## DATA TO EXAMINE

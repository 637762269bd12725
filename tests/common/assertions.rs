//! Custom assertion macros and utilities
//!
//! Provides assertion macros for the JSON envelopes returned by the API.

/// Assert that a result is ok and return the value
#[macro_export]
macro_rules! assert_ok {
    ($result:expr) => {
        match $result {
            Ok(value) => value,
            Err(e) => panic!("Expected Ok, got Err: {:?}", e),
        }
    };
    ($result:expr, $message:expr) => {
        match $result {
            Ok(value) => value,
            Err(e) => panic!("{}: {:?}", $message, e),
        }
    };
}

/// Assert that a string contains a substring
#[macro_export]
macro_rules! assert_contains {
    ($haystack:expr, $needle:expr) => {
        assert!(
            $haystack.contains($needle),
            "Expected '{}' to contain '{}'",
            $haystack,
            $needle
        );
    };
}

/// Assert the HTTP status of a response and return its JSON body
#[macro_export]
macro_rules! assert_status {
    ($response:expr, $status:expr) => {{
        let response = $response;
        let body: serde_json::Value = response.json();
        assert_eq!(
            response.status_code(),
            $status,
            "unexpected status, body: {}",
            body
        );
        body
    }};
}

/// Assert an HTTP 200 envelope with `status: 0` and the given message
#[macro_export]
macro_rules! assert_benign_failure {
    ($response:expr, $message:expr) => {{
        let body = $crate::assert_status!($response, axum::http::StatusCode::OK);
        assert_eq!(body["status"], 0, "expected status 0, body: {}", body);
        assert_eq!(body["message"], $message);
    }};
}
//! Info markers
//!
//! There is at most one marker per (area, x, y). Writing to an occupied
//! coordinate replaces the description of the marker already there.

use serde::Serialize;

use crate::staging::error::GraphError;
use crate::staging::ids::{self, IdKind};
use crate::staging::model::{InfoMarker, Project};

#[derive(Debug, Clone, PartialEq)]
pub struct InfoInput {
    pub description: String,
    pub x: f64,
    pub y: f64,
}

#[derive(Debug, Clone, PartialEq, Serialize)]
pub struct InfoUpsert {
    #[serde(flatten)]
    pub info: InfoMarker,
    #[serde(skip)]
    pub created: bool,
}

impl Project {
    /// Add a marker to the area named by `area_key`, or update the marker at
    /// the same coordinate.
    pub fn upsert_info(&mut self, area_key: &str, input: InfoInput) -> Result<InfoUpsert, GraphError> {
        if input.description.trim().is_empty() {
            return Err(GraphError::validation("description", "Description is required"));
        }
        let area_index = self.resolve_area(area_key).ok_or(GraphError::AreaNotFound)?;
        let area_doc_id = self.areas[area_index].doc_id.clone();

        let existing = self
            .info
            .iter()
            .position(|info| info.area_id == area_doc_id && info.x == input.x && info.y == input.y);

        let (index, created) = match existing {
            Some(index) => {
                let info = &mut self.info[index];
                info.description = input.description;
                info.x = input.x;
                info.y = input.y;
                (index, false)
            }
            None => {
                self.info.push(InfoMarker {
                    doc_id: ids::document_id(),
                    info_id: ids::new_id(IdKind::Info),
                    description: input.description,
                    x: input.x,
                    y: input.y,
                    area_id: area_doc_id,
                });
                (self.info.len() - 1, true)
            }
        };

        Ok(InfoUpsert {
            info: self.info[index].clone(),
            created,
        })
    }

    /// Markers belonging to the area with document id `area_doc_id`
    pub fn info_for(&self, area_doc_id: &str) -> impl Iterator<Item = &InfoMarker> {
        let area_doc_id = area_doc_id.to_string();
        self.info.iter().filter(move |info| info.area_id == area_doc_id)
    }
}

## WHAT TO WORK ON
The records above must be retyped in full, exactly.

## RESULT BELOW
repository 637762269bd12725
filename tests/common/assertions.rs
//! Custom assertion macros and utilities
//!
//! Provides assertion macros for the JSON envelopes returned by the API.

/// Assert that a result is ok and return the value
#[macro_export]
macro_rules! assert_ok {
    ($result:expr) => {
        match $result {
            Ok(value) => value,
            Err(e) => panic!("Expected Ok, got Err: {:?}", e),
        }
    };
    ($result:expr, $message:expr) => {
        match $result {
            Ok(value) => value,
            Err(e) => panic!("{}: {:?}", $message, e),
        }
    };
}

/// Assert that a string contains a substring
#[macro_export]
macro_rules! assert_contains {
    ($haystack:expr, $needle:expr) => {
        assert!(
            $haystack.contains($needle),
            "Expected '{}' to contain '{}'",
            $haystack,
            $needle
        );
    };
}

/// Assert the HTTP status of a response and return its JSON body
#[macro_export]
macro_rules! assert_status {
    ($response:expr, $status:expr) => {{
        let response = $response;
        let body: serde_json::Value = response.json();
        assert_eq!(
            response.status_code(),
            $status,
            "unexpected status, body: {}",
            body
        );
        body
    }};
}

/// Assert an HTTP 200 envelope with `status: 0` and the given message
#[macro_export]
macro_rules! assert_benign_failure {
    ($response:expr, $message:expr) => {{
        let body = $crate::assert_status!($response, axum::http::StatusCode::OK);
        assert_eq!(body["status"], 0, "expected status 0, body: {}", body);
        assert_eq!(body["message"], $message);
    }};
}
//! Info markers
//!
//! There is at most one marker per (area, x, y). Writing to an occupied
//! coordinate replaces the description of the marker already there.

use serde::Serialize;

use crate::staging::error::GraphError;
use crate::staging::ids::{self, IdKind};
use crate::staging::model::{InfoMarker, Project};

#[derive(Debug, Clone, PartialEq)]
pub struct InfoInput {
    pub description: String,
    pub x: f64,
    pub y: f64,
}

#[derive(Debug, Clone, PartialEq, Serialize)]
pub struct InfoUpsert {
    #[serde(flatten)]
    pub info: InfoMarker,
    #[serde(skip)]
    pub created: bool,
}

impl Project {
    /// Add a marker to the area named by `area_key`, or update the marker at
    /// the same coordinate.
    pub fn upsert_info(&mut self, area_key: &str, input: InfoInput) -> Result<InfoUpsert, GraphError> {
        if input.description.trim().is_empty() {
            return Err(GraphError::validation("description", "Description is required"));
        }
        let area_index = self.resolve_area(area_key).ok_or(GraphError::AreaNotFound)?;
        let area_doc_id = self.areas[area_index].doc_id.clone();

        let existing = self
            .info
            .iter()
            .position(|info| info.area_id == area_doc_id && info.x == input.x && info.y == input.y);

        let (index, created) = match existing {
            Some(index) => {
                let info = &mut self.info[index];
                info.description = input.description;
                info.x = input.x;
                info.y = input.y;
                (index, false)
            }
            None => {
                self.info.push(InfoMarker {
                    doc_id: ids::document_id(),
                    info_id: ids::new_id(IdKind::Info),
                    description: input.description,
                    x: input.x,
                    y: input.y,
                    area_id: area_doc_id,
                });
                (self.info.len() - 1, true)
            }
        };

        Ok(InfoUpsert {
            info: self.info[index].clone(),
            created,
        })
    }

    /// Markers belonging to the area with document id `area_doc_id`
    pub fn info_for(&self, area_doc_id: &str) -> impl Iterator<Item = &InfoMarker> {
        let area_doc_id = area_doc_id.to_string();
        self.info.iter().filter(move |info| info.area_id == area_doc_id)
    }
}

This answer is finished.